No, no lo habían visto todo. No ha pasado mucho tiempo entre aquellos sucesos marcados por la COVID-19 y la tragedia ucrania, causada por una brutal agresión destructiva. Pero el vértigo de las imágenes nos transmite ese pesimismo –mejor, escepticismo- que no aliviamos ni con el retrospecto, crónicas y reportajes –trufados , por cierto, de una vena humanista que se añora y que se quiere- de acontecimientos de un tiempo que un día fue mejor.
El vértigo teñido de amarillo, el amarillismo casi inevitable que, de paso, opaca otros escenarios noticiosos. La demanda de historias trágicas sigue aumentando. Somos así. Sucesos y farándula. Lo que gusta, lo que hay. Y casi todos pendientes, da igual el interés que se preste. La realidad de lo insólito, de aquello que no es surrealista: las personas que se hacían ‘selfies’ mientras se vacunaban. ¿Cómo explicarlo? El filósofo y sociólogo Abel Ros ha dicho: “Una realidad que refleja una sociedad apagada y moribunda en los callejones del pesimismo”.
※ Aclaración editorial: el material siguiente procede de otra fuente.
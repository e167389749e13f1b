//! Error handling for the Solar Placement Scoring platform
//!
//! Only invalid input, configuration problems and the hard request
//! deadline ever surface to the caller; everything else degrades to
//! documented fallbacks inside the pipeline.

use axum::{
    http::StatusCode,
    response::{IntoResponse, Response},
    Json,
};
use serde::Serialize;
use thiserror::Error;

/// Application error types
#[derive(Error, Debug)]
pub enum AppError {
    // Input errors
    #[error("Validation error: {message}")]
    Validation { field: String, message: String },

    #[error("Resource not found: {0}")]
    NotFound(String),

    // External collaborators
    #[error("Summarizer unavailable: {0}")]
    SummarizerUnavailable(String),

    // Deadlines
    #[error("Request deadline exceeded")]
    DeadlineExceeded,

    // Configuration
    #[error("Configuration error: {0}")]
    Configuration(String),

    // Database errors
    #[error("Database error: {0}")]
    Database(#[from] sqlx::Error),

    // Internal errors
    #[error("Internal server error")]
    Internal(#[from] anyhow::Error),
}

/// Wire error body: `{ "error": "<short-code>", "detail": "<human string>" }`
#[derive(Serialize)]
pub struct ErrorResponse {
    pub error: &'static str,
    pub detail: String,
}

impl IntoResponse for AppError {
    fn into_response(self) -> Response {
        let (status, code, detail) = match &self {
            AppError::Validation { field, message } => (
                StatusCode::BAD_REQUEST,
                "invalid_input",
                format!("{field}: {message}"),
            ),
            AppError::NotFound(resource) => (
                StatusCode::NOT_FOUND,
                "not_found",
                format!("{resource} not found"),
            ),
            AppError::SummarizerUnavailable(msg) => (
                StatusCode::BAD_GATEWAY,
                "summarizer_unavailable",
                msg.clone(),
            ),
            AppError::DeadlineExceeded => (
                StatusCode::GATEWAY_TIMEOUT,
                "deadline_exceeded",
                "The request exceeded the hard deadline".to_string(),
            ),
            AppError::Configuration(msg) => (
                StatusCode::INTERNAL_SERVER_ERROR,
                "configuration_error",
                msg.clone(),
            ),
            AppError::Database(_) => (
                StatusCode::INTERNAL_SERVER_ERROR,
                "database_error",
                "A database error occurred".to_string(),
            ),
            AppError::Internal(_) => (
                StatusCode::INTERNAL_SERVER_ERROR,
                "internal_error",
                "An internal server error occurred".to_string(),
            ),
        };

        tracing::error!("Error: {:?}", self);

        (status, Json(ErrorResponse { error: code, detail })).into_response()
    }
}

impl From<shared::ValidationError> for AppError {
    fn from(err: shared::ValidationError) -> Self {
        AppError::Validation {
            field: err.field.to_string(),
            message: err.message.to_string(),
        }
    }
}

/// Result type alias for handlers and services
pub type AppResult<T> = Result<T, AppError>;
El mismo autor interpreta que este periodismo, urgido por las audiencias, arroja al vacío las doctrinas que defienden el optimismo social. Escribió Serrat que “nunca es triste la verdad. Lo que no tiene es remedio”. A la vida, dadas las angustias, la ruindad, lo trágico y lo maléfico, le aguarda un triste final. Y en ese triste final, escribe Abel Ros, antes de conceptuar lo que llama relación sadomasoquista con el medio, que “el ser humano encuentra consolación en la imagen. Imágenes de guerra, pandemias y demás catástrofes naturales sitúan al espectador como un superviviente de la tragedia. Desde el sofá, el espectador se convierte en un afortunado ante el horror. Se siente agradecido por su ubicación geográfica, social y política. Aunque oye y ve el sufrimiento ajeno, ese sufrimiento no trastoca su ámbito de confort. Y en esa muralla, que supone la distancia entre la imagen y su realidad, es donde se fragua esa relación sadomasoquista con el medio. Cuando la noticia traspasa los umbrales de la imagen y el lobo acecha, con sus ojos, la comodidad de nuestras vidas. Es en ese momento, cuando decidimos cambiar de canal y consumir otra ficción”.
Eso: que no lo han visto todo.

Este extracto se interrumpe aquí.